In this study, chromosome stickiness was the other major chromosomal aberrations and was recorded in a considerable percentage. The presence of chromosome stickiness is an indication of virus affecting organization of chromatin and suggests a possible role by which this cytotoxic agent may impact the physical and chemical properties of DNA, protein, or both, ultimately leading to improper folding of chromatin (Teerarak et al., 2010).

This led to the conclusion that the disturbance in the enzyme system might be resulting in disturbance of the homeostasis of the cell by genetic variability induced by stickiness which result in chromosomal aberrations and decrease in the rate of cell division (Mahakhode and Somkuwar, 2013).

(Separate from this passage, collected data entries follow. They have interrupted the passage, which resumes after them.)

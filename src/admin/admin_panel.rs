//! Load/edit/save workflow behind the admin screen.

use super::admin_types::{AdminError, EventRecord, Invitation, Session};
use super::admin_validation::{validate_events, validate_invitation};
use super::{Credentials, PersistenceService};
use log::{debug, info};
use serde::{Deserialize, Serialize};

const NEW_EVENT_NAME: &str = "New Event";

/// The invitation and its ordered events as edited in the admin screen.
#[derive(Debug, Clone, PartialEq, Serialize, Deserialize)]
pub struct AdminDraft {
    pub invitation: Invitation,
    #[serde(default)]
    pub events: Vec<EventRecord>,
}

impl Default for AdminDraft {
    fn default() -> Self {
        let mut first = EventRecord::new("Ganesh Sthapana", 0);
        first.date = "2026-01-31".to_string();
        first.time = "9:00 am".to_string();
        first.venue = "At Residence".to_string();
        first.address = "A-21, Sudama Marg, Vijay Vadi, Path No. 6, Sikar Road, Jaipur".to_string();

        Self {
            invitation: Invitation::default(),
            events: vec![first],
        }
    }
}

impl AdminDraft {
    pub fn add_event(&mut self) -> &mut EventRecord {
        let order = self.events.len() as i32;
        self.events.push(EventRecord::new(NEW_EVENT_NAME, order));
        let last = self.events.len() - 1;
        &mut self.events[last]
    }

    pub fn remove_event(&mut self, index: usize) -> Option<EventRecord> {
        (index < self.events.len()).then(|| self.events.remove(index))
    }

    /// Rewrite `display_order` to match list position.
    fn renumber(&mut self) {
        for (index, event) in self.events.iter_mut().enumerate() {
            event.display_order = index as i32;
        }
    }
}

pub struct AdminPanel<S: PersistenceService> {
    service: S,
}

impl<S: PersistenceService> AdminPanel<S> {
    pub fn new(service: S) -> Self {
        Self { service }
    }

    pub fn service(&self) -> &S {
        &self.service
    }

    pub async fn sign_in(&self, credentials: &Credentials) -> Result<Session, AdminError> {
        let session = self
            .service
            .sign_in(&credentials.email, &credentials.password)
            .await?;
        info!("Signed in as {}", credentials.email);
        Ok(session)
    }

    pub async fn sign_up(&self, credentials: &Credentials) -> Result<(), AdminError> {
        self.service
            .sign_up(&credentials.email, &credentials.password)
            .await?;
        info!("Account created for {}", credentials.email);
        Ok(())
    }

    pub async fn sign_out(&self, session: &Session) -> Result<(), AdminError> {
        self.service.sign_out(session).await
    }

    /// The saved invitation, or the starter draft when the account has none yet.
    pub async fn load(&self, session: &Session) -> Result<AdminDraft, AdminError> {
        let Some(invitation) = self.service.fetch_invitation(session).await? else {
            debug!("No invitation stored for user {}, using starter draft", session.user_id);
            return Ok(AdminDraft::default());
        };

        let mut draft = AdminDraft {
            invitation,
            ..AdminDraft::default()
        };
        if let Some(id) = draft.invitation.id.clone() {
            let events = self.service.fetch_events(session, &id).await?;
            if !events.is_empty() {
                draft.events = events;
            }
        }
        Ok(draft)
    }

    /// Create or update the invitation, then replace its whole event list.
    ///
    /// On success the draft carries the invitation id and renumbered events.
    pub async fn save(&self, session: &Session, draft: &mut AdminDraft) -> Result<(), AdminError> {
        validate_invitation(&draft.invitation)?;
        validate_events(&draft.events)?;
        draft.renumber();

        let invitation_id = match draft.invitation.id.clone() {
            Some(id) => {
                self.service.update_invitation(session, &draft.invitation).await?;
                id
            }
            None => {
                let stored = self.service.insert_invitation(session, &draft.invitation).await?;
                let id = stored.id.ok_or_else(|| {
                    AdminError::InvalidResponse("stored invitation has no id".to_string())
                })?;
                draft.invitation.id = Some(id.clone());
                id
            }
        };

        self.service.delete_events(session, &invitation_id).await?;
        self.service
            .insert_events(session, &invitation_id, &draft.events)
            .await?;

        info!(
            "Invitation {} saved with {} events",
            invitation_id,
            draft.events.len()
        );
        Ok(())
    }
}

The bridge formation due to chromosomal stickiness or due to chromosomal breakage and reunion stated by Kumari et al. (2011).

The occurrence of chromosome laggards was due to the failure of the chromosomes or acentric chromosome fragments to move to either of the pole at anaphase stage (Liman et al., 2012).

Micronuclei are the results of acentric fragments or lagging chromosomes that fail to incorporate in to either of the daughter nuclei during telophase of the mitotic cells (Krishna and Hayashi, 2000). Turkoglu (2009) found that micronucleus formation implies loss of genetic materials. Moreover, micronucleus formation is considered to be one of the most economical, quickest and most effective ways in determining genotoxicity of different chemicals (Hamedo and Abdelmigid, 2009).


In conclusion, Bean yellow mosaic virus infection caused harmful effects on the root tip cells of Vicia faba. The reduction in mitotic activity, the high percentage of chromosome and nuclear irregularities in the meristematic cells of Vicia faba, suggest the presence of certain cytotoxic/genotoxic substances in the tested virus.